After You Marry Me

A Kyuhyun and Sungmin Story with "Genderswitch Fanfiction"

Remake from "Setelah Kau Menikahiku" by Novia Stephani (Pemenang ke-1 sayembara mengarang cerber femina 2003)

Warning! Genderswitch, TYPO(S), OOC.

.

Summary : Sungmin tak percaya pada lembaga pernikahan, namun tantangan Kyuhyun untuk membuktikannya tak bisa ditolak. Maka mereka pun melakukan simulasi pernikahan.

Chapter 1

.

enJOY^^

.

"Aku sungguh-sungguh tak mengerti mengapa orang harus menikah," gerutuku.

Kyuhyun tertawa. "Ibumu menanyakan calonmu lagi?" Aku mengangguk cemberut.

"Apa jawabanmu kali ini?" godanya.

"Aku tidak menjawab. Aku langsung meninggalkan ruang makan dan masuk ke kamar."

Kyuhyun terbahak. "Kau kekanak-kanakan," katanya.

"Lalu jawaban apalagi yang mesti kuberikan, Kyu? Aku sudah kehabisan alasan, kehabisan stok bohong. Dan ibuku malah semakin gencar menteror."

Kyuhyun tersenyum. "Kau benar-benar seperti anak-anak. Jika kau jadi ibumu, apa kau tidak akan khawatir jika anakmu belum juga menikah pada usia hampir kepala tiga?"

"Aku akan sangat gembira kalau anakku tidak menikah seumur hidupnya," komentarku.

Alis Kyuhyun terangkat. "Kenapa?"

"Pernikahan hanya memperumit hidup perempuan."

"Pernikahan juga membuat hidup laki-laki lebih sulit."

"Persis!" potongku. "Untuk apa menikah jika yang kita dapatkan hanya kesulitan?"

"Mungkin karena kesulitan itu hanya efek sampingnya, sementara keuntungannya lebih banyak?"

"Sok tahu," cibirku. "Kau sendiri belum menikah. Apa yang kau tahu tentang keuntungan menikah."

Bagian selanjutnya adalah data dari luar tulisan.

//! Literal values, one variant per builtin type.

use crate::{BuiltinType, Name};

/// A constant as written in source.
///
/// Matrices are boxed to keep `NodeKind` small; they are rare in practice.
#[derive(Clone, PartialEq, Debug)]
pub enum LiteralValue {
    DoubleInteger(i64),
    Integer(i32),
    Dword(u32),
    Word(u16),
    Byte(u8),
    Boolean(bool),
    DoubleFloat(f64),
    Float(f32),
    String(Name),
    Complex([f32; 2]),
    Mat2x2(Box<[f32; 4]>),
    Mat2x3(Box<[f32; 6]>),
    Mat2x4(Box<[f32; 8]>),
    Mat3x2(Box<[f32; 6]>),
    Mat3x3(Box<[f32; 9]>),
    Mat3x4(Box<[f32; 12]>),
    Mat4x2(Box<[f32; 8]>),
    Mat4x3(Box<[f32; 12]>),
    Mat4x4(Box<[f32; 16]>),
    Quat([f32; 4]),
    Vec2([f32; 2]),
    Vec3([f32; 3]),
    Vec4([f32; 4]),
}

impl LiteralValue {
    pub const fn builtin_type(&self) -> BuiltinType {
        match self {
            Self::DoubleInteger(_) => BuiltinType::DoubleInteger,
            Self::Integer(_) => BuiltinType::Integer,
            Self::Dword(_) => BuiltinType::Dword,
            Self::Word(_) => BuiltinType::Word,
            Self::Byte(_) => BuiltinType::Byte,
            Self::Boolean(_) => BuiltinType::Boolean,
            Self::DoubleFloat(_) => BuiltinType::DoubleFloat,
            Self::Float(_) => BuiltinType::Float,
            Self::String(_) => BuiltinType::String,
            Self::Complex(_) => BuiltinType::Complex,
            Self::Mat2x2(_) => BuiltinType::Mat2x2,
            Self::Mat2x3(_) => BuiltinType::Mat2x3,
            Self::Mat2x4(_) => BuiltinType::Mat2x4,
            Self::Mat3x2(_) => BuiltinType::Mat3x2,
            Self::Mat3x3(_) => BuiltinType::Mat3x3,
            Self::Mat3x4(_) => BuiltinType::Mat3x4,
            Self::Mat4x2(_) => BuiltinType::Mat4x2,
            Self::Mat4x3(_) => BuiltinType::Mat4x3,
            Self::Mat4x4(_) => BuiltinType::Mat4x4,
            Self::Quat(_) => BuiltinType::Quat,
            Self::Vec2(_) => BuiltinType::Vec2,
            Self::Vec3(_) => BuiltinType::Vec3,
            Self::Vec4(_) => BuiltinType::Vec4,
        }
    }

    /// The value `1` in the given numeric type, used for implicit loop steps.
    pub fn one(ty: BuiltinType) -> Option<Self> {
        Some(match ty {
            BuiltinType::DoubleInteger => Self::DoubleInteger(1),
            BuiltinType::Integer => Self::Integer(1),
            BuiltinType::Dword => Self::Dword(1),
            BuiltinType::Word => Self::Word(1),
            BuiltinType::Byte => Self::Byte(1),
            BuiltinType::Boolean => Self::Boolean(true),
            BuiltinType::DoubleFloat => Self::DoubleFloat(1.0),
            BuiltinType::Float => Self::Float(1.0),
            _ => return None,
        })
    }
}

"Aku sudah cukup banyak belajar, Ming. Umurku sendiri sudah tiga puluh tahun, kebanyakan teman-temanku sudah berkeluarga."

"Tapi kau tidak! Akui sajalah. Kau setuju 'kan jika hidup sudah cukup pelik tanpa perlu lagi menikah?"

Kyuhyun tersenyum. "Ya, memang."

"Lebih enak hidup seperti ini. Bebas!"

"Setuju. Tapi ingat, aku bukan sama sekali tidak ingin menikah. Aku hanya masih menunggu calon yang pas."

Dan aku menghela nafas panjang. "Ah, ya. Calon."

"Itu 'kan sebenarnya alasanmu untuk tidak juga menikah?"

"Ya, " gumamku enggan.

"Bukan karena kau sama sekali anti menikah."

Aku menggeleng. "Jangan bilang siapa-siapa, tapi kadang-kadang aku juga ingin digandeng seseorang saat datang ke pesta."

"Tapi kau bisa saja bergandengan dengan salah satu pacarmu kan?"

"Gandengan pacar itu lemah. Mudah putus," komentarku pahit. "Maksudku, aku mau orang yang sama menggandeng tanganku ke mana pun aku pergi."

"Apa susahnya menggaji orang yang mau menggandeng tanganmu ke mana-mana? Ini zaman susah. Banyak pengangguran."

"Kyuhyun!" kuayunkan tanganku, tapi begitu hafal reaksiku dengan gesit ia menghindar sambil tertawa.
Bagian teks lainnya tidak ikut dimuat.